Return the whole of the data exactly.

The input: Begin

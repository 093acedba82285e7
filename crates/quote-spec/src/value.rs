//! Loose coercions applied to untyped field values.
//!
//! Form values are stored as raw JSON and only interpreted when a rule needs
//! them. `None` stands for a value that was never set, which behaves
//! differently from an explicit `null` in every coercion below.

use serde_json::Value;

/// True for values treated as "not filled in": absent, null, false, "", 0, NaN.
pub fn is_falsy(value: Option<&Value>) -> bool {
    match value {
        None | Some(Value::Null) => true,
        Some(Value::Bool(flag)) => !flag,
        Some(Value::String(text)) => text.is_empty(),
        Some(Value::Number(number)) => number.as_f64().is_none_or(|n| n == 0.0 || n.is_nan()),
        Some(Value::Array(_)) | Some(Value::Object(_)) => false,
    }
}

/// Text form of a value, following browser string conversion.
pub fn to_text(value: Option<&Value>) -> String {
    match value {
        None => "undefined".into(),
        Some(value) => value_text(value),
    }
}

fn value_text(value: &Value) -> String {
    match value {
        Value::Null => "null".into(),
        Value::Bool(flag) => flag.to_string(),
        Value::Number(number) => number
            .as_f64()
            .map(format_number)
            .unwrap_or_else(|| number.to_string()),
        Value::String(text) => text.clone(),
        Value::Array(items) => items
            .iter()
            .map(|item| match item {
                Value::Null => String::new(),
                other => value_text(other),
            })
            .collect::<Vec<_>>()
            .join(","),
        Value::Object(_) => "[object Object]".into(),
    }
}

/// Numeric form of a value; anything that is not a number becomes NaN.
pub fn to_number(value: Option<&Value>) -> f64 {
    match value {
        None => f64::NAN,
        Some(value) => value_number(value),
    }
}

fn value_number(value: &Value) -> f64 {
    match value {
        Value::Null => 0.0,
        Value::Bool(flag) => f64::from(u8::from(*flag)),
        Value::Number(number) => number.as_f64().unwrap_or(f64::NAN),
        Value::String(text) => parse_number(text),
        Value::Array(items) => match items.as_slice() {
            [] => 0.0,
            [single] => value_number(single),
            _ => f64::NAN,
        },
        Value::Object(_) => f64::NAN,
    }
}

fn parse_number(text: &str) -> f64 {
    let trimmed = text.trim();
    if trimmed.is_empty() {
        return 0.0;
    }
    match trimmed {
        "Infinity" | "+Infinity" => f64::INFINITY,
        "-Infinity" => f64::NEG_INFINITY,
        _ if trimmed.chars().any(|c| c.is_ascii_alphabetic() && c != 'e' && c != 'E') => {
            f64::NAN
        }
        _ => trimmed.parse::<f64>().unwrap_or(f64::NAN),
    }
}

/// Formats a number without a trailing `.0`, as it would appear in messages.
pub fn format_number(number: f64) -> String {
    if number.is_nan() {
        "NaN".into()
    } else if number.is_infinite() {
        if number > 0.0 {
            "Infinity".into()
        } else {
            "-Infinity".into()
        }
    } else if number == 0.0 {
        "0".into()
    } else {
        number.to_string()
    }
}
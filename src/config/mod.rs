use anyhow::{Context, Result};
use serde::{Deserialize, Serialize};
use std::fs;
use std::path::Path;

use crate::error::ConfigError;

pub const DEFAULT_MARKER: &str = ".git";

/// What a resolver looks for while walking up.
///
/// ```toml
/// marker = ".hg"
/// ```
#[derive(Debug, Clone, PartialEq, Eq, Deserialize, Serialize)]
#[serde(default, deny_unknown_fields)]
pub struct ResolverConfig {
    marker: String,
}

impl Default for ResolverConfig {
    fn default() -> Self {
        Self {
            marker: DEFAULT_MARKER.to_string(),
        }
    }
}

impl ResolverConfig {
    pub fn with_marker(marker: impl Into<String>) -> Result<Self, ConfigError> {
        let config = Self {
            marker: marker.into(),
        };
        config.validate()?;
        Ok(config)
    }

    pub fn marker(&self) -> &str {
        &self.marker
    }

    pub fn validate(&self) -> Result<(), ConfigError> {
        let marker = self.marker.as_str();

        if marker.is_empty() {
            return Err(ConfigError::EmptyMarker);
        }

        if marker == "." || marker == ".." || marker.contains(['/', '\\']) {
            return Err(ConfigError::NotASegment(marker.to_string()));
        }

        Ok(())
    }

    pub fn load(path: &Path) -> Result<Self> {
        let toml_str = fs::read_to_string(path)
            .with_context(|| format!("Failed to read config file at {}", path.display()))?;

        let config: ResolverConfig = toml::from_str(&toml_str).with_context(|| {
            format!(
                "🛑 Corrupted config found at {}\n\
                 → The TOML syntax is invalid or contains unknown keys.\n\
                 → The only supported key is: marker = \".git\"",
                path.display()
            )
        })?;

        config
            .validate()
            .with_context(|| format!("Invalid marker in {}", path.display()))?;

        Ok(config)
    }
}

The input: End

# Response area
repository 093acedba82285e7
filename crates/quote-spec/src/value.rs
//! Loose coercions applied to untyped field values.
//!
//! Form values are stored as raw JSON and only interpreted when a rule needs
//! them. `None` stands for a value that was never set, which behaves
//! differently from an explicit `null` in every coercion below.

use serde_json::Value;

/// True for values treated as "not filled in": absent, null, false, "", 0, NaN.
pub fn is_falsy(value: Option<&Value>) -> bool {
    match value {
        None | Some(Value::Null) => true,
        Some(Value::Bool(flag)) => !flag,
        Some(Value::String(text)) => text.is_empty(),
        Some(Value::Number(number)) => number.as_f64().is_none_or(|n| n == 0.0 || n.is_nan()),
        Some(Value::Array(_)) | Some(Value::Object(_)) => false,
    }
}

/// Text form of a value, following browser string conversion.
pub fn to_text(value: Option<&Value>) -> String {
    match value {
        None => "undefined".into(),
        Some(value) => value_text(value),
    }
}

fn value_text(value: &Value) -> String {
    match value {
        Value::Null => "null".into(),
        Value::Bool(flag) => flag.to_string(),
        Value::Number(number) => number
            .as_f64()
            .map(format_number)
            .unwrap_or_else(|| number.to_string()),
        Value::String(text) => text.clone(),
        Value::Array(items) => items
            .iter()
            .map(|item| match item {
                Value::Null => String::new(),
                other => value_text(other),
            })
            .collect::<Vec<_>>()
            .join(","),
        Value::Object(_) => "[object Object]".into(),
    }
}

/// Numeric form of a value; anything that is not a number becomes NaN.
pub fn to_number(value: Option<&Value>) -> f64 {
    match value {
        None => f64::NAN,
        Some(value) => value_number(value),
    }
}

fn value_number(value: &Value) -> f64 {
    match value {
        Value::Null => 0.0,
        Value::Bool(flag) => f64::from(u8::from(*flag)),
        Value::Number(number) => number.as_f64().unwrap_or(f64::NAN),
        Value::String(text) => parse_number(text),
        Value::Array(items) => match items.as_slice() {
            [] => 0.0,
            [single] => value_number(single),
            _ => f64::NAN,
        },
        Value::Object(_) => f64::NAN,
    }
}

fn parse_number(text: &str) -> f64 {
    let trimmed = text.trim();
    if trimmed.is_empty() {
        return 0.0;
    }
    match trimmed {
        "Infinity" | "+Infinity" => f64::INFINITY,
        "-Infinity" => f64::NEG_INFINITY,
        _ if trimmed.chars().any(|c| c.is_ascii_alphabetic() && c != 'e' && c != 'E') => {
            f64::NAN
        }
        _ => trimmed.parse::<f64>().unwrap_or(f64::NAN),
    }
}

/// Formats a number without a trailing `.0`, as it would appear in messages.
pub fn format_number(number: f64) -> String {
    if number.is_nan() {
        "NaN".into()
    } else if number.is_infinite() {
        if number > 0.0 {
            "Infinity".into()
        } else {
            "-Infinity".into()
        }
    } else if number == 0.0 {
        "0".into()
    } else {
        number.to_string()
    }
}
filename src/config/mod.rs
use anyhow::{Context, Result};
use serde::{Deserialize, Serialize};
use std::fs;
use std::path::Path;

use crate::error::ConfigError;

pub const DEFAULT_MARKER: &str = ".git";

/// What a resolver looks for while walking up.
///
/// ```toml
/// marker = ".hg"
/// ```
#[derive(Debug, Clone, PartialEq, Eq, Deserialize, Serialize)]
#[serde(default, deny_unknown_fields)]
pub struct ResolverConfig {
    marker: String,
}

impl Default for ResolverConfig {
    fn default() -> Self {
        Self {
            marker: DEFAULT_MARKER.to_string(),
        }
    }
}

impl ResolverConfig {
    pub fn with_marker(marker: impl Into<String>) -> Result<Self, ConfigError> {
        let config = Self {
            marker: marker.into(),
        };
        config.validate()?;
        Ok(config)
    }

    pub fn marker(&self) -> &str {
        &self.marker
    }

    pub fn validate(&self) -> Result<(), ConfigError> {
        let marker = self.marker.as_str();

        if marker.is_empty() {
            return Err(ConfigError::EmptyMarker);
        }

        if marker == "." || marker == ".." || marker.contains(['/', '\\']) {
            return Err(ConfigError::NotASegment(marker.to_string()));
        }

        Ok(())
    }

    pub fn load(path: &Path) -> Result<Self> {
        let toml_str = fs::read_to_string(path)
            .with_context(|| format!("Failed to read config file at {}", path.display()))?;

        let config: ResolverConfig = toml::from_str(&toml_str).with_context(|| {
            format!(
                "🛑 Corrupted config found at {}\n\
                 → The TOML syntax is invalid or contains unknown keys.\n\
                 → The only supported key is: marker = \".git\"",
                path.display()
            )
        })?;

        config
            .validate()
            .with_context(|| format!("Invalid marker in {}", path.display()))?;

        Ok(config)
    }
}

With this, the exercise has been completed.